As I explained in https://github.com/brave/brave-browser/issues/9837#issuecomment-644477534, it is not computationally feasible to derive other-wallet seedwords from brave seedwords AFAICT. So given that this option isn't on the table, I'm leaning toward option 1.
So are you saving the Brave seed words won't even restore a Brave crypto wallet? Are these seed words completely useless then?
Is there a guide for deriving seed words that will restore the crypto wallet addresses to other wallets?
As I explained in https://github.com/brave/brave-browser/issues/9837#issuecomment-644477534, it is not computationally feasible to derive other-wallet seedwords from brave seedwords AFAICT. So given that this option isn't on the table, I'm leaning toward option 1.
So are you saving the Brave seed words won't even restore a Brave crypto wallet? Are these seed words completely useless then?
Where did you get this from?

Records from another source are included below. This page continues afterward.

impl TurnRouter {
    pub fn new(
        classifier: IntentClassifier,
        phrases: Phrases,
        voices: Arc<VoiceProfileManager>,
        language: Arc<LanguageClient>,
        speech: Arc<SpeechClient>,
        attention: Arc<AttentionMachine>,
        coordinator: Arc<Coordinator>,
    ) -> Self {
        Self {
            classifier,
            phrases,
            voices,
            language,
            speech,
            attention,
            coordinator,
        }
    }

    pub fn classifier(&self) -> &IntentClassifier {
        &self.classifier
    }

    /// Reply for a turn that failed outside the router. Keeps the call listening.
    pub async fn fallback_response(&self) -> TurnResponse {
        let (audio, say) = self.fallback_or_say(&self.phrases.fallback).await;
        TurnResponse {
            category: TurnCategory::Fallback,
            audio,
            reply_text: Some(self.phrases.fallback.clone()),
            say,
            listen: self.listen(),
        }
    }

    fn short_listen(&self) -> ListenDirective {
        ListenDirective {
            timeout: Duration::from_secs(self.classifier.routing.greeting_listen_secs),
        }
    }

    fn listen(&self) -> ListenDirective {
        ListenDirective {
            timeout: Duration::from_secs(self.classifier.routing.listen_secs),
        }
    }

    /// Process one turn. Fails only when the turn cannot be admitted.
    pub async fn handle(&self, request: TurnRequest) -> VoiceResult<TurnResponse> {
        let _permit = self.coordinator.admit_turn()?;
        let mut record = TurnRecord::begin(&request.text);

        let response = if self.attention.is_idle() {
            self.handle_idle(&record.normalized_input).await
        } else {
            let intent = self.classifier.classify(&record.normalized_input, request.status);
            debug!(target: "callgod::router", intent = ?intent, "turn classified");
            self.dispatch(intent, &mut record).await
        };

        record.category = Some(response.category);
        record.response_text = response.reply_text.clone();
        record.audio = response.audio.clone();
        record.finish();
        Ok(response)
    }

    async fn handle_idle(&self, normalized: &str) -> TurnResponse {
        if self.attention.observe(normalized) {
            let (audio, say) = self.reserved_or_fallback(Reserved::Welcome, &self.phrases.welcome).await;
            return TurnResponse {
                category: TurnCategory::Wake,
                audio,
                reply_text: Some(self.phrases.welcome.clone()),
                say,
                listen: self.short_listen(),
            };
        }
        TurnResponse {
            category: TurnCategory::Ignored,
            audio: None,
            reply_text: None,
            say: None,
            listen: self.listen(),
        }
    }

    async fn dispatch(&self, intent: Intent, record: &mut TurnRecord) -> TurnResponse {
        let category = intent.category();
        let listen = match intent {
            Intent::Greeting | Intent::Fallback => self.short_listen(),
            _ => self.listen(),
        };
        let (reply_text, (audio, say)) = match intent {
            Intent::Greeting => (
                self.phrases.welcome.clone(),
                self.reserved_or_fallback(Reserved::Welcome, &self.phrases.welcome).await,
            ),
            Intent::Fallback => (
                self.phrases.fallback.clone(),
                self.reserved_or_fallback(Reserved::Fallback, &self.phrases.fallback).await,
            ),
            Intent::VoiceSwitch => match self.voices.switch(&record.normalized_input).await {
                Some(switch) => {
                    let spoken = match switch.confirmation {
                        Some(audio) => (Some(audio), None),
                        None => self.fallback_or_say(&switch.confirmation_text).await,
                    };
                    (format!("voice: {}", switch.profile.display_name), spoken)
                }
                None => (
                    self.phrases.fallback.clone(),
                    self.fallback_or_say(&self.phrases.fallback).await,
                ),
            },
            Intent::Song => {
                let line = self.pick_song();
                let spoken = self.speak_or_fallback(&line, false, record).await;
                (line, spoken)
            }
            Intent::EasterEgg { reply } => {
                let spoken = self.speak_or_fallback(&reply, false, record).await;
                (reply, spoken)
            }
            Intent::Dynamic { fresh } => {
                let started = Instant::now();
                let reply = self.language.resolve(&record.normalized_input, fresh).await;
                record.latencies.language = Some(started.elapsed());
                let spoken = self.speak_or_fallback(&reply, fresh, record).await;
                (reply, spoken)
            }
        };
        TurnResponse {
            category,
            audio,
            reply_text: Some(reply_text),
            say,
            listen,
        }
    }

    fn pick_song(&self) -> String {
        self.classifier
            .routing
            .songs
            .choose(&mut rand::rng())
            .cloned()
            .unwrap_or_else(|| self.phrases.fallback.clone())
    }

    async fn speak_or_fallback(&self, text: &str, bypass_cache: bool, record: &mut TurnRecord) -> Spoken {
        let started = Instant::now();
        let result = self.speech.speak(text, bypass_cache).await;
        record.latencies.synthesis = Some(started.elapsed());
        match result {
            Ok(audio) => (Some(audio), None),
            Err(e) => {
                warn!(target: "callgod::router", "synthesis failed, playing fallback: {}", e);
                self.fallback_or_say(text).await
            }
        }
    }

    async fn reserved_or_fallback(&self, which: Reserved, text: &str) -> Spoken {
        match self.speech.ensure_reserved(which, text).await {
            Ok(audio) => (Some(audio), None),
            Err(e) => {
                warn!(target: "callgod::router", artifact = which.label(), "reserved artifact unavailable: {}", e);
                self.fallback_or_say(text).await
            }
        }
    }

    /// The reserved fallback if it exists on disk, else `text` for the gateway to speak.
    async fn fallback_or_say(&self, text: &str) -> Spoken {
        let fallback = self.speech.artifacts().reserved(Reserved::Fallback);
        if fallback.is_live().await {
            return (Some(fallback), None);
        }
        warn!(target: "callgod::router", "fallback artifact missing, answering with gateway speech");
        (None, Some(text.to_string()))
    }
}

I explicitly said above that it will work to restore Brave wallets, but not other wallets, because we designed it without cross-compatibility as a goal.
So is the only option currently to export private keys of each used account with the Brave wallet? Is there currently an export feature, or are we just waiting for metamask to provide the lowercase private key export feature?
So are you saving the Brave seed words won't even restore a Brave crypto wallet? Are these seed words completely useless then?
Where did you get this from? I explicitly said above that it will work to restore Brave wallets, but not other wallets, because we designed it without cross-compatibility as a goal.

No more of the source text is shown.